| TASK GOAL |
All lines in the records below that hold "threshold" are to be shown.

(PROVIDED INFORMATION Opens)

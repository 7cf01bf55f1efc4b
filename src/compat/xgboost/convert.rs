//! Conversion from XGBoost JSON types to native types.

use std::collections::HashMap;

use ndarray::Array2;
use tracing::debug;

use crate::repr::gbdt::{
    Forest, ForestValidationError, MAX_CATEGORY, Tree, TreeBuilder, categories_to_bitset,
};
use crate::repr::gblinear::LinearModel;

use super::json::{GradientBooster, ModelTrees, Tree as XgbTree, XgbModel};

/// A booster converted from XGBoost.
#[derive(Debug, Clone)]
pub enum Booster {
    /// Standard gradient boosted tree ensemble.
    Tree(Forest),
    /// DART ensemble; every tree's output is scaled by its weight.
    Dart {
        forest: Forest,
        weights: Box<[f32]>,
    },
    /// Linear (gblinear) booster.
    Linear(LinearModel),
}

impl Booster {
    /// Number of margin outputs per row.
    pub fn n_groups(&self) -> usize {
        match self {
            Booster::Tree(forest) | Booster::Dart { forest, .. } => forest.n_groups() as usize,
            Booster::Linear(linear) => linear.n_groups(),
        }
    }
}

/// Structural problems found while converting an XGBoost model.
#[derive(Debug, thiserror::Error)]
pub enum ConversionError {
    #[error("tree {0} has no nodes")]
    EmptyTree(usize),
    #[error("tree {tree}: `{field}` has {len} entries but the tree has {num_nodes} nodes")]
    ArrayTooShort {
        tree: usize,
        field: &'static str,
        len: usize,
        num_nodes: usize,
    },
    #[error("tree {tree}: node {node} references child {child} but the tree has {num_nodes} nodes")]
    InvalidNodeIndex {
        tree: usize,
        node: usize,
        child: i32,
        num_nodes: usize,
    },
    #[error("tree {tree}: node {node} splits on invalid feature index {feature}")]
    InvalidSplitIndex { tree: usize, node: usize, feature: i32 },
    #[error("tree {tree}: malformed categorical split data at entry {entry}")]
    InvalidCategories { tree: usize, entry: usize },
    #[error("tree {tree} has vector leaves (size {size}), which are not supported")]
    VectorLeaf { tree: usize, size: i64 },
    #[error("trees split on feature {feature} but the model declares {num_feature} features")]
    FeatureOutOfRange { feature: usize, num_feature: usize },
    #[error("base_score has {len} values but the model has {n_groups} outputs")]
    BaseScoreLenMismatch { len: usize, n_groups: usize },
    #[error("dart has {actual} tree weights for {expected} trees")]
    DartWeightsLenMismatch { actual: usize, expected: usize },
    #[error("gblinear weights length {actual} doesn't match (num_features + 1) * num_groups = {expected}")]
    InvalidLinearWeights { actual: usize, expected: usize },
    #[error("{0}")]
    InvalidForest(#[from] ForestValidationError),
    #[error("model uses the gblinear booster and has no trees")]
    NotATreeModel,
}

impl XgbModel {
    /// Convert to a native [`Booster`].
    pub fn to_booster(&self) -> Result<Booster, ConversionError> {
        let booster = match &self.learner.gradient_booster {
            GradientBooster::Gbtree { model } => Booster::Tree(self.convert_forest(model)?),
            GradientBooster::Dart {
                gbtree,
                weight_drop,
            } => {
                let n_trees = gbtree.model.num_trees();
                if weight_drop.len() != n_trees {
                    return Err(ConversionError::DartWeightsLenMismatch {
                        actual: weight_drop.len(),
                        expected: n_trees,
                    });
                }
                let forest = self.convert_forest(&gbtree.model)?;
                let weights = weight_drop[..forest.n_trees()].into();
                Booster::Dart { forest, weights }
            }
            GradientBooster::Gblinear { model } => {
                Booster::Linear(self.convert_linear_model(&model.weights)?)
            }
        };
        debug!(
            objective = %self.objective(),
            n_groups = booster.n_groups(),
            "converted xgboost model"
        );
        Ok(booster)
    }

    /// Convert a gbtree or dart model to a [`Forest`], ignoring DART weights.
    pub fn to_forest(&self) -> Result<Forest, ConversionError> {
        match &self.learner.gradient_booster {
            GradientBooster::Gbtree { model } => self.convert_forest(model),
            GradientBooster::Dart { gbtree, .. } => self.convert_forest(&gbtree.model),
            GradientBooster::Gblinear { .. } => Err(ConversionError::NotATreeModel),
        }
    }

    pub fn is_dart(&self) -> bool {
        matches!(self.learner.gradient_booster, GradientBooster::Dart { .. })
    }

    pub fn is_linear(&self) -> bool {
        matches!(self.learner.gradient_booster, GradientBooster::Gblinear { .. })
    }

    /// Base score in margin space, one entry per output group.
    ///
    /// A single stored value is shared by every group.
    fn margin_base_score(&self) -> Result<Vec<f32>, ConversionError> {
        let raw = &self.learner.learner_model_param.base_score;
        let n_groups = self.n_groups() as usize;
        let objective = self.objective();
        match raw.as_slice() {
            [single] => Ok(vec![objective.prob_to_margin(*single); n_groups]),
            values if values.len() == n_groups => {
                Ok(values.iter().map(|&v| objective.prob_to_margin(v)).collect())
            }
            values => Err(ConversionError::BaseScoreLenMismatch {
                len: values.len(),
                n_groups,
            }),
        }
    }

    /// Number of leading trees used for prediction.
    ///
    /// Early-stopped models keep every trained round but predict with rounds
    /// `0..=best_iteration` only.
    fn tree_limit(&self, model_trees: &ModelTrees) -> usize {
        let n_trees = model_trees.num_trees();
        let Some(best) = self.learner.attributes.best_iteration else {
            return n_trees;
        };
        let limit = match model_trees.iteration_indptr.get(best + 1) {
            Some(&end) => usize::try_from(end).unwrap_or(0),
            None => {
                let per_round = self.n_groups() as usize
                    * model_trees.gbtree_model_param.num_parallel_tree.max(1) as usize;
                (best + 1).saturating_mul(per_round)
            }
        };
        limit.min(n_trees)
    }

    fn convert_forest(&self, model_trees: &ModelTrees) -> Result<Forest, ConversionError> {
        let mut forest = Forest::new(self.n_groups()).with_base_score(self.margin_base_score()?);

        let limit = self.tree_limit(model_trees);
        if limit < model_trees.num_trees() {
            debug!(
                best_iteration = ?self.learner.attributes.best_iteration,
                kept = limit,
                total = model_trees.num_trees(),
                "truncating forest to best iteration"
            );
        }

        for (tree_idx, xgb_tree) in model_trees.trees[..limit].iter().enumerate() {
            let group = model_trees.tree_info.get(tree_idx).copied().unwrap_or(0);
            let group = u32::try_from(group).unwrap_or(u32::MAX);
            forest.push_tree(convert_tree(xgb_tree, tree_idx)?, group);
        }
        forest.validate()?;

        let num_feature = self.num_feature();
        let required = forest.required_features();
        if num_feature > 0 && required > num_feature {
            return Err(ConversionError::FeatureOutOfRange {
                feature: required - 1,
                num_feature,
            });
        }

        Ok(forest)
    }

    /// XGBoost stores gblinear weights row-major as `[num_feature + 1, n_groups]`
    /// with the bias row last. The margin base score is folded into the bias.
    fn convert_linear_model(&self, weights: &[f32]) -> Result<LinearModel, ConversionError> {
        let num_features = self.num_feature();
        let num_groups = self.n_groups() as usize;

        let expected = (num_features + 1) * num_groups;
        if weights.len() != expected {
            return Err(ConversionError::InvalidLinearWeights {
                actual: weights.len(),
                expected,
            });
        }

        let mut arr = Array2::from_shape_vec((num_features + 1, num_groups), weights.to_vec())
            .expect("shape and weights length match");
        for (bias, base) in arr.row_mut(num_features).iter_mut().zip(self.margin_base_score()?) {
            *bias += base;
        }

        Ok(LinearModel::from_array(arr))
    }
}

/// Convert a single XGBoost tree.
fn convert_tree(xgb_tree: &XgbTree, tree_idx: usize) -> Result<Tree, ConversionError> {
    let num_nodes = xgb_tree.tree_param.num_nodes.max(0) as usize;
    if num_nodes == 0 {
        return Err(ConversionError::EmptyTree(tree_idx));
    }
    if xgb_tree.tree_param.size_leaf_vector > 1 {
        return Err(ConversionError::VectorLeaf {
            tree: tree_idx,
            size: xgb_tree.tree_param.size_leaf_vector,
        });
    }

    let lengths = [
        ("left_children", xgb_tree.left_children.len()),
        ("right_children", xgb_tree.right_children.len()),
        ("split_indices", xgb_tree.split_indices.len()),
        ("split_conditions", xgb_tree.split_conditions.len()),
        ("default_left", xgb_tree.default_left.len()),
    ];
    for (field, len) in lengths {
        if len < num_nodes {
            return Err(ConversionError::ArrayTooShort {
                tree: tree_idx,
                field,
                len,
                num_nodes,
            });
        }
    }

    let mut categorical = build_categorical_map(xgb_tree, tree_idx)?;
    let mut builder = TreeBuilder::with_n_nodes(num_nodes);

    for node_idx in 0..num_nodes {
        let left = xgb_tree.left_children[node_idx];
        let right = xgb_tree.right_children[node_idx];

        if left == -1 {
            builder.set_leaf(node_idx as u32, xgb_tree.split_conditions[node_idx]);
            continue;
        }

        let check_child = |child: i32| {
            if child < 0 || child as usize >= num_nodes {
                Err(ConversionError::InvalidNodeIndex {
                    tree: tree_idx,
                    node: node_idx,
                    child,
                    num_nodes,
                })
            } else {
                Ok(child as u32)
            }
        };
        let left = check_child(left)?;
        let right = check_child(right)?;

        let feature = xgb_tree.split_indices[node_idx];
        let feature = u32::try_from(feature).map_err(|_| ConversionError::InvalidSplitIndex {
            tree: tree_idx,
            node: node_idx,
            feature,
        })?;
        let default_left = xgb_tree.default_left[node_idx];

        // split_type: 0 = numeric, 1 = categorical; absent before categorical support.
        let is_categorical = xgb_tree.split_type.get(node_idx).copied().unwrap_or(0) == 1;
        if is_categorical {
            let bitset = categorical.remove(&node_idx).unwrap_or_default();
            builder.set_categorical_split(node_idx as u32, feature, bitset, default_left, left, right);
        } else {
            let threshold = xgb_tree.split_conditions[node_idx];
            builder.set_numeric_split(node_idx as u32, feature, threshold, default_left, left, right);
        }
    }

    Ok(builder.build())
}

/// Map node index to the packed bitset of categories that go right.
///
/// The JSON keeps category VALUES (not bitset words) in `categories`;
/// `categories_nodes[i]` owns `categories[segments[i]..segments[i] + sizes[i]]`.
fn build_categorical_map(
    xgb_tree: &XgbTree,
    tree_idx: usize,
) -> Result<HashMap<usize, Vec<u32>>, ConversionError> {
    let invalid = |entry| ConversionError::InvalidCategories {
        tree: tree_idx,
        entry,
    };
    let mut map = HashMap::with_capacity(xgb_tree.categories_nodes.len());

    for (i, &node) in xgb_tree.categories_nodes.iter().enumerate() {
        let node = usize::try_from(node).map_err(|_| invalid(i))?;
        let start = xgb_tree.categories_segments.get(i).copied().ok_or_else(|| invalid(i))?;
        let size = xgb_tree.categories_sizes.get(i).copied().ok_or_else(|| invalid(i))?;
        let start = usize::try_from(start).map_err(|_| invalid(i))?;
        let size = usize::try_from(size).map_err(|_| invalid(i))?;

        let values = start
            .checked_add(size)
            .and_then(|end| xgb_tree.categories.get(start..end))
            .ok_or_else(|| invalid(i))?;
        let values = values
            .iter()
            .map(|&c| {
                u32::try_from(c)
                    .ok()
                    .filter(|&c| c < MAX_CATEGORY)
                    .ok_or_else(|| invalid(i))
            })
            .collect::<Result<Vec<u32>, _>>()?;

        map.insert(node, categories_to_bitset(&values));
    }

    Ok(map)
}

(PROVIDED INFORMATION Closes)

| ANSWER TO THIS PROBLEM |
            let threshold = xgb_tree.split_conditions[node_idx];
            builder.set_numeric_split(node_idx as u32, feature, threshold, default_left, left, right);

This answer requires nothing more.